A configuration profile can also include optional validators to ensure your configuration data is syntactically and semantically correct. Amazon AppConfig performs a check using the validators when you start a deployment. If any errors are detected, the deployment rolls back to the previous configuration data.

5. Deploy configuration data

When you create a new deployment, you specify the following:

  • An application ID

  • A configuration profile ID

  • A configuration version

  • An environment ID where you want to deploy the configuration data

  • A deployment strategy ID that defines how fast you want the changes to take effect

When you call the StartDeployment API action, Amazon AppConfig performs the following tasks:

  1. Retrieves the configuration data from the underlying data store by using the location URI in the configuration profile.

  2. Verifies the configuration data is syntactically and semantically correct by using the validators you specified when you created your configuration profile.

  3. Caches a copy of the data so it is ready to be retrieved by your application. This cached copy is called the deployed data.

6. Retrieve the configuration

You can configure Amazon AppConfig Agent as a local host and have the agent poll Amazon AppConfig for configuration updates. The agent calls the StartConfigurationSession and GetLatestConfiguration API actions and caches your configuration data locally. To retrieve the data, your application makes an HTTP call to the localhost server.

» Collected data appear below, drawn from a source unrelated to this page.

/*
 * This Source Code Form is subject to the terms of the Mozilla Public
 * License, v. 2.0. If a copy of the MPL was not distributed with this
 * file, You can obtain one at https://mozilla.org/MPL/2.0/.
 */

use super::path::*;
use super::point_type::*;
use crate::geo::*;

///
/// Operations that define paths
///
#[derive(Clone, Copy, PartialEq, Debug)]
#[cfg_attr(feature = "serde", derive(Serialize, Deserialize))]
pub enum PathOp {
    /// Move to a new point (starting a new subpath)
    Move(Coord2),

    /// Line to point
    Line(Coord2),

    /// Bezier curve to point
    BezierCurve((Coord2, Coord2), Coord2),

    /// Closes the current subpath
    ClosePath,
}

///
/// Trait implemented by anything that can receive the contents of a path, such as a renderer or a serializer
///
/// A consumer only needs to implement this trait to draw any path built with this crate: arcs, rounded corners and
/// splines have all been reduced to lines and cubic bezier curves by the time they get here.
///
pub trait PathSink {
    /// Starts a new subpath at a point
    fn move_to(&mut self, point: Coord2);

    /// Adds a straight line from the current point
    fn line_to(&mut self, point: Coord2);

    /// Adds a cubic bezier section from the current point
    fn bezier_curve_to(&mut self, cp1: Coord2, cp2: Coord2, end_point: Coord2);

    /// Closes the current subpath (after the point that was just added)
    fn close_path(&mut self);
}

impl PathSink for Vec<PathOp> {
    #[inline]
    fn move_to(&mut self, point: Coord2) {
        self.push(PathOp::Move(point));
    }

    #[inline]
    fn line_to(&mut self, point: Coord2) {
        self.push(PathOp::Line(point));
    }

    #[inline]
    fn bezier_curve_to(&mut self, cp1: Coord2, cp2: Coord2, end_point: Coord2) {
        self.push(PathOp::BezierCurve((cp1, cp2), end_point));
    }

    #[inline]
    fn close_path(&mut self) {
        self.push(PathOp::ClosePath);
    }
}

impl Path {
    ///
    /// Sends the contents of this path to a path sink
    ///
    pub fn replay(&self, sink: &mut impl PathSink) {
        let points = self.points();
        let types = self.point_types();
        let mut idx = 0;

        while idx < points.len() {
            let point_type = types[idx];

            // The close flag is always on the last point of a section
            let last_idx = match point_type.kind() {
                PointKind::Start => {
                    sink.move_to(points[idx]);
                    idx
                }

                PointKind::Line => {
                    sink.line_to(points[idx]);
                    idx
                }

                PointKind::Bezier => {
                    test_assert!(idx + 2 < points.len());
                    if idx + 2 >= points.len() {
                        break;
                    }

                    sink.bezier_curve_to(points[idx], points[idx + 1], points[idx + 2]);
                    idx + 2
                }
            };

            if types[last_idx].is_close_subpath() {
                sink.close_path();
            }

            idx = last_idx + 1;
        }
    }

    ///
    /// Returns the contents of this path as a list of path operations
    ///
    pub fn to_path_ops(&self) -> Vec<PathOp> {
        let mut ops = Vec::with_capacity(self.len() + 1);
        self.replay(&mut ops);

        ops
    }
}
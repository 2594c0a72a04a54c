/*
 * This Source Code Form is subject to the terms of the Mozilla Public
 * License, v. 2.0. If a copy of the MPL was not distributed with this
 * file, You can obtain one at https://mozilla.org/MPL/2.0/.
 */

//!
//! `test_assert!()` checks invariants that can only be broken by a defect inside this crate (for instance,
//! an arc that flattens to a point count that isn't `3k+1`). The checks are compiled out of release builds
//! unless the `extra_checks` feature is turned on.
//!

#[cfg(not(any(test, feature = "extra_checks")))]
macro_rules! test_assert {
    ($cond:expr) => {{}};
    ($cond:expr,) => {{}};
    ($cond:expr, $($arg:tt)+) => {{}};
}

#[cfg(any(test, feature = "extra_checks"))]
macro_rules! test_assert {
    ($cond:expr) => ({ assert!($cond, "path invariant violated"); });
    ($cond:expr,) => ({ assert!($cond, "path invariant violated"); });
    ($cond:expr, $($arg:tt)+) => ({ assert!($cond, $($arg)*); });
}
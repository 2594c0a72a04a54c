/*
 * This Source Code Form is subject to the terms of the Mozilla Public
 * License, v. 2.0. If a copy of the MPL was not distributed with this
 * file, You can obtain one at https://mozilla.org/MPL/2.0/.
 */

///
/// The winding rule used to decide which parts of a path are inside it when it's filled
///
/// This applies to the whole path rather than to individual subpaths.
///
#[derive(Copy, Clone, PartialEq, Eq, Hash, Debug)]
#[cfg_attr(feature = "serde", derive(Serialize, Deserialize))]
pub enum FillMode {
    /// A point is inside the path if a ray from it crosses an odd number of edges
    EvenOdd,

    /// A point is inside the path if the edges crossed by a ray from it don't wind to zero
    NonZero,
}

impl Default for FillMode {
    fn default() -> FillMode {
        FillMode::EvenOdd
    }
}
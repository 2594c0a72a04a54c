/*
 * This Source Code Form is subject to the terms of the Mozilla Public
 * License, v. 2.0. If a copy of the MPL was not distributed with this
 * file, You can obtain one at https://mozilla.org/MPL/2.0/.
 */

use flo_path::spline::*;
use flo_path::*;

fn cross(origin: Coord2, a: Coord2, b: Coord2) -> f64 {
    let (a, b) = (a - origin, b - origin);
    a.0 * b.1 - a.1 * b.0
}

#[test]
fn two_points_make_one_straight_section() {
    let p0 = Coord2(10.0, 20.0);
    let p1 = Coord2(70.0, -5.0);

    for tension in [0.0, 0.5, 1.0, 2.5].iter() {
        let sections = cardinal_spline_sections(&[p0, p1], *tension);
        assert!(sections.len() == 1);

        let ((cp1, cp2), end) = sections[0];
        assert!(end == p1);
        assert!(cross(p0, p1, cp1).abs() < 1e-9);
        assert!(cross(p0, p1, cp2).abs() < 1e-9);
    }
}

#[test]
fn two_points_with_default_tension() {
    let sections = cardinal_spline_sections(&[Coord2(0.0, 0.0), Coord2(60.0, 0.0)], DEFAULT_TENSION);
    let ((cp1, cp2), _) = sections[0];

    // 0.5/3 of the way along the line from each end
    assert!(cp1.distance_to(&Coord2(10.0, 0.0)) < 1e-9);
    assert!(cp2.distance_to(&Coord2(50.0, 0.0)) < 1e-9);
}

#[test]
fn control_points_use_neighbours() {
    let points = [Coord2(0.0, 0.0), Coord2(10.0, 0.0), Coord2(10.0, 10.0)];
    let sections = cardinal_spline_sections(&points, 1.5);

    assert!(sections.len() == 2);
    assert!(sections[0] == ((Coord2(5.0, 0.0), Coord2(5.0, -5.0)), Coord2(10.0, 0.0)));
    assert!(sections[1] == ((Coord2(15.0, 5.0), Coord2(10.0, 5.0)), Coord2(10.0, 10.0)));
}

#[test]
fn zero_tension_gives_straight_lines() {
    let points = [Coord2(0.0, 0.0), Coord2(10.0, 3.0), Coord2(-4.0, 10.0), Coord2(7.0, 7.0)];
    let sections = cardinal_spline_sections(&points, 0.0);

    assert!(sections.len() == 3);
    for (idx, ((cp1, cp2), end)) in sections.iter().enumerate() {
        assert!(*cp1 == points[idx]);
        assert!(*cp2 == points[idx + 1]);
        assert!(*end == points[idx + 1]);
    }
}

#[test]
fn open_spline_tangents_are_continuous() {
    let points = [Coord2(0.0, 0.0), Coord2(10.0, 3.0), Coord2(-4.0, 10.0), Coord2(7.0, 7.0), Coord2(1.0, 1.0)];
    let sections = cardinal_spline_sections(&points, 0.7);

    for idx in 0..(sections.len() - 1) {
        let ((_, incoming), join) = sections[idx];
        let ((outgoing, _), _) = sections[idx + 1];

        assert!(join == points[idx + 1]);
        assert!((join - incoming).distance_to(&(outgoing - join)) < 1e-9);
    }
}

#[test]
fn too_few_points_make_no_sections() {
    assert!(cardinal_spline_sections(&[], 0.5).is_empty());
    assert!(cardinal_spline_sections(&[Coord2(1.0, 1.0)], 0.5).is_empty());
    assert!(closed_cardinal_spline_sections(&[Coord2(1.0, 1.0)], 0.5).is_empty());
}

#[test]
fn closed_spline_returns_to_first_point() {
    let points = [Coord2(0.0, 0.0), Coord2(10.0, 1.0), Coord2(11.0, 9.0), Coord2(-1.0, 10.0)];
    let sections = closed_cardinal_spline_sections(&points, 0.5);

    assert!(sections.len() == 4);

    let (_, last_end) = sections[3];
    assert!(last_end.0.to_bits() == points[0].0.to_bits());
    assert!(last_end.1.to_bits() == points[0].1.to_bits());
}

#[test]
fn closed_spline_tangents_wrap_around() {
    let points = [Coord2(0.0, 0.0), Coord2(10.0, 1.0), Coord2(11.0, 9.0), Coord2(-1.0, 10.0)];
    let sections = closed_cardinal_spline_sections(&points, 0.5);

    for idx in 0..sections.len() {
        let ((_, incoming), join) = sections[idx];
        let ((outgoing, _), _) = sections[(idx + 1) % sections.len()];

        assert!(join == points[(idx + 1) % points.len()]);
        assert!((join - incoming).distance_to(&(outgoing - join)) < 1e-9);
    }
}

#[test]
fn closed_spline_first_section_uses_last_point() {
    let points = [Coord2(0.0, 0.0), Coord2(30.0, 0.0), Coord2(30.0, 30.0)];
    let sections = closed_cardinal_spline_sections(&points, 3.0);

    // Tension 3 divides down to 1, so the control point is offset by the whole of (p1 - p_last)
    let ((cp1, cp2), _) = sections[0];
    assert!(cp1 == Coord2(0.0, 0.0) + (Coord2(30.0, 0.0) - Coord2(30.0, 30.0)));
    assert!(cp2 == Coord2(30.0, 0.0) - (Coord2(30.0, 30.0) - Coord2(0.0, 0.0)));
}
//! Basis Value-enum waarin componentwaarden en -resultaten worden
//! opgeslagen.

use core::fmt;

/// Beschikbare waardetypes die tussen host en componenten worden uitgewisseld.
#[derive(Debug, Clone, PartialEq, Default)]
pub enum Value {
    /// Een lege of ontbrekende waarde (bv. een niet-aangesloten optionele pin).
    #[default]
    Null,
    /// Een enkele numerieke waarde.
    Number(f64),
    /// Een booleaanse waarde.
    Boolean(bool),
    /// Tekst, bijvoorbeeld de JSON-attributen van een simulatie.
    Text(String),
    /// Een 3D-punt.
    Point([f64; 3]),
    /// Een lijnsegment, beschreven door twee punten.
    CurveLine { p1: [f64; 3], p2: [f64; 3] },
    /// Een mesh representatie met driehoeken en/of vierhoeken.
    Surface {
        vertices: Vec<[f64; 3]>,
        faces: Vec<Vec<u32>>,
    },
    /// Een lijst van waarden.
    List(Vec<Value>),
}

impl Value {
    /// Geeft de variantnaam terug. Wordt gebruikt in foutmeldingen.
    #[must_use]
    pub fn kind(&self) -> ValueKind {
        match self {
            Self::Null => ValueKind::Null,
            Self::Number(_) => ValueKind::Number,
            Self::Boolean(_) => ValueKind::Boolean,
            Self::Text(_) => ValueKind::Text,
            Self::Point(_) => ValueKind::Point,
            Self::CurveLine { .. } => ValueKind::CurveLine,
            Self::Surface { .. } => ValueKind::Surface,
            Self::List(_) => ValueKind::List,
        }
    }

    /// `true` voor `Null` en voor lege lijsten.
    #[must_use]
    pub fn is_empty(&self) -> bool {
        match self {
            Self::Null => true,
            Self::List(values) => values.is_empty(),
            _ => false,
        }
    }

    /// Verwacht een `Number` en retourneert de f64-waarde.
    pub fn expect_number(&self) -> Result<f64, ValueError> {
        match self {
            Self::Number(value) => Ok(*value),
            _ => Err(ValueError::type_mismatch("Number", self.kind())),
        }
    }

    /// Verwacht een `Point` en retourneert de coördinaten.
    pub fn expect_point(&self) -> Result<[f64; 3], ValueError> {
        match self {
            Self::Point(point) => Ok(*point),
            _ => Err(ValueError::type_mismatch("Point", self.kind())),
        }
    }

    /// Verwacht een `CurveLine` en retourneert de eindpunten.
    pub fn expect_curve_line(&self) -> Result<([f64; 3], [f64; 3]), ValueError> {
        match self {
            Self::CurveLine { p1, p2 } => Ok((*p1, *p2)),
            _ => Err(ValueError::type_mismatch("CurveLine", self.kind())),
        }
    }

    /// Verwacht een `Surface` en retourneert de mesh-data.
    pub fn expect_surface(&self) -> Result<(&[[f64; 3]], &[Vec<u32>]), ValueError> {
        match self {
            Self::Surface { vertices, faces } => Ok((vertices, faces)),
            _ => Err(ValueError::type_mismatch("Surface", self.kind())),
        }
    }

    /// Verwacht een lijst en geeft een slice terug.
    pub fn expect_list(&self) -> Result<&[Value], ValueError> {
        match self {
            Self::List(values) => Ok(values),
            _ => Err(ValueError::type_mismatch("List", self.kind())),
        }
    }
}

impl fmt::Display for Value {
    fn fmt(&self, f: &mut fmt::Formatter<'_>) -> fmt::Result {
        match self {
            Self::Null => f.write_str("<null>"),
            Self::Number(n) => write!(f, "{n}"),
            Self::Boolean(b) => write!(f, "{b}"),
            Self::Text(t) => f.write_str(t),
            Self::Point(p) => write!(f, "{{{}, {}, {}}}", p[0], p[1], p[2]),
            Self::CurveLine { .. } => f.write_str("Line"),
            Self::Surface { vertices, faces } => {
                write!(f, "Mesh (V:{} F:{})", vertices.len(), faces.len())
            }
            Self::List(values) => write!(f, "List ({})", values.len()),
        }
    }
}

/// Typefout voor wanneer een `Value` naar het verkeerde type wordt
/// geconverteerd.
#[derive(Debug, Clone, PartialEq, Eq)]
pub struct ValueError {
    expected: &'static str,
    found: ValueKind,
}

impl ValueError {
    #[must_use]
    pub fn type_mismatch(expected: &'static str, found: ValueKind) -> Self {
        Self { expected, found }
    }

    #[must_use]
    pub fn expected(&self) -> &'static str {
        self.expected
    }

    #[must_use]
    pub fn found(&self) -> ValueKind {
        self.found
    }
}

impl fmt::Display for ValueError {
    fn fmt(&self, f: &mut fmt::Formatter<'_>) -> fmt::Result {
        write!(
            f,
            "verwachtte type `{}` maar kreeg `{}`",
            self.expected, self.found
        )
    }
}

impl std::error::Error for ValueError {}

/// Beschrijft het soort `Value`.
#[derive(Debug, Clone, Copy, PartialEq, Eq)]
pub enum ValueKind {
    Null,
    Number,
    Boolean,
    Text,
    Point,
    CurveLine,
    Surface,
    List,
}

impl fmt::Display for ValueKind {
    fn fmt(&self, f: &mut fmt::Formatter<'_>) -> fmt::Result {
        let name = match self {
            Self::Null => "Null",
            Self::Number => "Number",
            Self::Boolean => "Boolean",
            Self::Text => "Text",
            Self::Point => "Point",
            Self::CurveLine => "CurveLine",
            Self::Surface => "Surface",
            Self::List => "List",
        };
        f.write_str(name)
    }
}
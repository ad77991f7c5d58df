//! Diffusion-limited aggregation of line segments over a mesh surface.

pub mod engine;
pub mod error;
pub mod params;
pub mod scheduler;
pub mod state;

pub use engine::{AttractorSampling, GrowthTarget};
pub use error::DlaError;
pub use params::{Severity, SimulationAttributes, SimulationParameters, ValidationError};
pub use scheduler::{MIN_TICK_INTERVAL_MS, PendingTick, Scheduler};
pub use state::{GrowthState, Phase, StepOutcome};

Amazon AppConfig Agent supports several use cases, as described in Simplified retrieval methods in the the Amazon AppConfig User Guide.

If Amazon AppConfig Agent isn't supported for your use case, you can configure your application to poll Amazon AppConfig for configuration updates by directly calling the StartConfigurationSession and GetLatestConfiguration API actions.

This reference is intended to be used with the Amazon AppConfig User Guide.

Amazon AppConfig Data

Amazon AppConfig Data provides the data plane APIs your application uses to retrieve configuration data. Here's how it works:

Your application retrieves configuration data by first establishing a configuration session using the Amazon AppConfig Data StartConfigurationSession API action. Your session's client then makes periodic calls to GetLatestConfiguration to check for and retrieve the latest data available.

When calling StartConfigurationSession, your code sends the following information:

  • Identifiers (ID or name) of an Amazon AppConfig application, environment, and configuration profile that the session tracks.

  • (Optional) The minimum amount of time the session's client must wait between calls to GetLatestConfiguration.

In response, Amazon AppConfig provides an InitialConfigurationToken to be given to the session's client and used the first time it calls GetLatestConfiguration for that session.


This token should only be used once in your first call to GetLatestConfiguration. You must use the new token in the GetLatestConfiguration response (NextPollConfigurationToken) in each subsequent call to GetLatestConfiguration.

When calling GetLatestConfiguration, your client code sends the most recent ConfigurationToken value it has and receives in response:

  • NextPollConfigurationToken: the ConfigurationToken value to use on the next call to GetLatestConfiguration.

  • NextPollIntervalInSeconds: the duration the client should wait before making its next call to GetLatestConfiguration. This duration may vary over the course of the session, so it should be used instead of the value sent on the StartConfigurationSession call.

  • The configuration: the latest data intended for the session. This may be empty if the client already has the latest version of the configuration.


The InitialConfigurationToken and NextPollConfigurationToken should only be used once. To support long poll use cases, the tokens are valid for up to 24 hours. If a GetLatestConfiguration call uses an expired token, the system returns BadRequestException.

For more information and to view example Amazon CLI commands that show how to retrieve a configuration using the Amazon AppConfig Data StartConfigurationSession and GetLatestConfiguration API actions, see Retrieving the configuration in the Amazon AppConfig User Guide.